***** Data extracts *****
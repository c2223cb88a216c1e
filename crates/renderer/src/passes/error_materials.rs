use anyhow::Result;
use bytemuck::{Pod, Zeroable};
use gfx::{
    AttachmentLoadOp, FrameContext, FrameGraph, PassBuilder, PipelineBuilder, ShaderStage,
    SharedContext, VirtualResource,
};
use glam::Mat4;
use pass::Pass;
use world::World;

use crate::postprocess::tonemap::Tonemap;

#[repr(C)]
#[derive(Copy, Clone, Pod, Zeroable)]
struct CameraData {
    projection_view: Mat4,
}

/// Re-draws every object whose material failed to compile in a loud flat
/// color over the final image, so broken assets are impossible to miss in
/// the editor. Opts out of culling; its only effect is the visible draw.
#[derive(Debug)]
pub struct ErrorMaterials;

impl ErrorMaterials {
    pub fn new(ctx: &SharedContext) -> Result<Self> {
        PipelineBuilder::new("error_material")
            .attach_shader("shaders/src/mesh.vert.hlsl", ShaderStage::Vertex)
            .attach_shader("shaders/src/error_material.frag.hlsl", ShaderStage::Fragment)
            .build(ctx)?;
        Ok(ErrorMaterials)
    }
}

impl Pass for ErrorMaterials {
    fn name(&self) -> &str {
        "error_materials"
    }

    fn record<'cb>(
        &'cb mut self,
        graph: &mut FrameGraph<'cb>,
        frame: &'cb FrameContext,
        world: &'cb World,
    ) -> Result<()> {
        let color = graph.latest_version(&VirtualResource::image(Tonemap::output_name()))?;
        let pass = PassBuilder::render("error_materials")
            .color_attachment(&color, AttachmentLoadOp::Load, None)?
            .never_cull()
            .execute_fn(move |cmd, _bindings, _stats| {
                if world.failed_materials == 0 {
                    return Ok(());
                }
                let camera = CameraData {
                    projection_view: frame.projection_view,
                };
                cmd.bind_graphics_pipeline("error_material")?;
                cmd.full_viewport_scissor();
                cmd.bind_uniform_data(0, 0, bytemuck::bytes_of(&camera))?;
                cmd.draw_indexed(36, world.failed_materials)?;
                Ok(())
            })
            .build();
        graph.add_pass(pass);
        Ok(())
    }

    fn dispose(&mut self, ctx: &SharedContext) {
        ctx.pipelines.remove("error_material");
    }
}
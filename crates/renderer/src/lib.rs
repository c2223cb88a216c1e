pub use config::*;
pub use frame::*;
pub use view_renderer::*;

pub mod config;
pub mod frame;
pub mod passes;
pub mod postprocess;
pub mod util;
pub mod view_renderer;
*****
Work item:
Copy out each line of the entries where the word "SharedContext" is found.

Solution to this exercise:
    SharedContext, VirtualResource,
    pub fn new(ctx: &SharedContext) -> Result<Self> {
    fn dispose(&mut self, ctx: &SharedContext) {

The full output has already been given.